IF SOUTHERN Downs irrigators are forced to choose between the survival of their family farms and a hefty fine, they know which decision they'll make.

Seven days ago, representatives for the Glengallan group issued a warning to the State Government to revoke poorly timed irrigation restrictions that threatened the success of crops and well being of livestock.

As the deadline looms large, rural residents have started to consider what their next step will be if the resources minister doesn't act.

Ex-deputy mayor and irrigator Ross Bartley said there was an attitude amongst irrigators that "it'll be business as usual.”

"And they can take that whichever way they want,” he said.
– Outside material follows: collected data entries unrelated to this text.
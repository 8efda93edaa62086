//! Chat session and message types for Parley.
//!
//! A session is a titled conversation owned by a user or by the guest scope.
//! Messages belong to exactly one session and are written in user/assistant
//! pairs.

use chrono::{DateTime, Utc};
use serde::{Deserialize, Serialize};
use uuid::Uuid;

use std::fmt;
use std::str::FromStr;

use crate::identity::Owner;

/// Title every session starts with until the first qualifying message.
pub const DEFAULT_SESSION_TITLE: &str = "New Chat";

/// Assistant reply stored when the completion provider fails.
pub const FALLBACK_REPLY: &str =
    "Sorry, I encountered an error while processing your request. Please try again.";

/// Author of a chat message.
#[derive(Debug, Clone, Copy, PartialEq, Eq, Serialize, Deserialize)]
#[serde(rename_all = "lowercase")]
pub enum MessageRole {
    User,
    Assistant,
}

impl fmt::Display for MessageRole {
    fn fmt(&self, f: &mut fmt::Formatter<'_>) -> fmt::Result {
        match self {
            MessageRole::User => write!(f, "user"),
            MessageRole::Assistant => write!(f, "assistant"),
        }
    }
}

impl FromStr for MessageRole {
    type Err = String;

    fn from_str(s: &str) -> Result<Self, Self::Err> {
        match s.to_lowercase().as_str() {
            "user" => Ok(MessageRole::User),
            "assistant" => Ok(MessageRole::Assistant),
            other => Err(format!("invalid message role: '{other}'")),
        }
    }
}

/// A chat session.
///
/// Serialized as `{id, title, userId, createdAt, updatedAt}` where `userId`
/// is `null` for guest-owned sessions.
#[derive(Debug, Clone, Serialize, Deserialize)]
#[serde(rename_all = "camelCase")]
pub struct ChatSession {
    pub id: Uuid,
    pub title: String,
    #[serde(rename = "userId")]
    pub owner: Owner,
    pub created_at: DateTime<Utc>,
    pub updated_at: DateTime<Utc>,
}

impl ChatSession {
    /// Whether the title has never been changed from the default.
    pub fn has_default_title(&self) -> bool {
        self.title == DEFAULT_SESSION_TITLE
    }
}

/// A single message within a chat session.
///
/// Messages are ordered by `timestamp` within a session.
#[derive(Debug, Clone, Serialize, Deserialize)]
#[serde(rename_all = "camelCase")]
pub struct ChatMessage {
    pub id: Uuid,
    pub session_id: Uuid,
    pub content: String,
    pub role: MessageRole,
    pub timestamp: DateTime<Utc>,
}
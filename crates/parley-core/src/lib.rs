//! Business logic and port trait definitions for Parley.
//!
//! This crate defines the "ports" (repository, hashing, token, and completion
//! gateway traits) that the infrastructure layer implements, plus the services
//! built on them. It depends only on `parley-types` -- never on
//! `parley-infra` or any database/IO crate.

pub mod chat;
pub mod identity;
pub mod llm;
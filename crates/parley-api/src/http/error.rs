//! Application error type mapping to HTTP status codes and JSON bodies.
//!
//! Every error body is `{"message": ...}`; validation errors add a
//! `details` array. Internal failures are logged and reported with a
//! generic message.

use axum::Json;
use axum::http::StatusCode;
use axum::response::{IntoResponse, Response};
use serde::Serialize;

use parley_types::error::{AuthError, ChatError};

pub const MSG_VALIDATION: &str = "Validation error";
pub const MSG_USER_EXISTS: &str = "Username already exists";
pub const MSG_INVALID_CREDENTIALS: &str = "Invalid username or password";
pub const MSG_SESSION_NOT_FOUND: &str = "Chat session not found";
pub const MSG_UNAUTHORIZED: &str = "Unauthorized access";
pub const MSG_INTERNAL: &str = "Internal server error";

/// Application-level error that maps to HTTP responses.
#[derive(Debug)]
pub enum AppError {
    /// Request body failed validation (400).
    Validation(Vec<String>),
    /// Uniqueness violation (400).
    Conflict(String),
    /// Authentication failure (401).
    Unauthorized(String),
    /// Missing or foreign resource (404).
    NotFound(String),
    /// Anything else (500); the detail is logged, never returned.
    Internal(String),
}

#[derive(Serialize)]
struct ErrorBody<'a> {
    message: &'a str,
    #[serde(skip_serializing_if = "Option::is_none")]
    details: Option<&'a [String]>,
}

impl From<AuthError> for AppError {
    fn from(e: AuthError) -> Self {
        match e {
            AuthError::UsernameTaken => AppError::Conflict(MSG_USER_EXISTS.to_string()),
            AuthError::InvalidCredentials => {
                AppError::Unauthorized(MSG_INVALID_CREDENTIALS.to_string())
            }
            AuthError::InvalidToken(_) => AppError::Unauthorized(MSG_UNAUTHORIZED.to_string()),
            other => AppError::Internal(other.to_string()),
        }
    }
}

impl From<ChatError> for AppError {
    fn from(e: ChatError) -> Self {
        match e {
            ChatError::SessionNotFound => AppError::NotFound(MSG_SESSION_NOT_FOUND.to_string()),
            ChatError::Repository(e) => AppError::Internal(e.to_string()),
        }
    }
}

impl IntoResponse for AppError {
    fn into_response(self) -> Response {
        let (status, message, details) = match &self {
            AppError::Validation(details) => {
                (StatusCode::BAD_REQUEST, MSG_VALIDATION, Some(details.as_slice()))
            }
            AppError::Conflict(msg) => (StatusCode::BAD_REQUEST, msg.as_str(), None),
            AppError::Unauthorized(msg) => (StatusCode::UNAUTHORIZED, msg.as_str(), None),
            AppError::NotFound(msg) => (StatusCode::NOT_FOUND, msg.as_str(), None),
            AppError::Internal(detail) => {
                tracing::error!(error = %detail, "Request failed");
                (StatusCode::INTERNAL_SERVER_ERROR, MSG_INTERNAL, None)
            }
        };

        (status, Json(ErrorBody { message, details })).into_response()
    }
}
A common belief is the courts would not enforce a $60,000 fine on families that are already struggling to make ends meet, during the worst conditions they've faced in more than 120 years.

RANGE president Andrew Gale said he couldn't foresee producers prosecuted over a failure to comply as it would draw widespread attention to the lack of notice and consultation impacting farmers.

"They wouldn't allow them to,” he said.

Mr Bartley said "any sensible person” would realise the department's new policies were unreasonable.

"What magistrate is going to cop a fine on a busted irrigator at this point in time?” he said.

"I don't think they're going to fine anyone.”

The state shadow minister for DNRME and the state member for the Southern Downs have both thrown their weight behind the cause, tabling a petition with parliament and writing to the minister.

State MP James Lister said even farmers who sought to install meters and comply with regulations faced major hurdles.

"No notice meant the guys in town, Lister Irrigation, have no stock of meters, they're not sure what the specifications are, and they just don't have the staff to rush out and do over a thousand new installations,” he said.

"Irrigators would have to wait, and while they wait, watering 12 hours here and 12 hours there just doesn't work.

"It was a stuff up and stuff ups happen but they have to back down on this.”

The irrigators demand for the notices to be revoked was due today.

An earlier statement by a spokesman for the DNRME said the department was considering their proposals.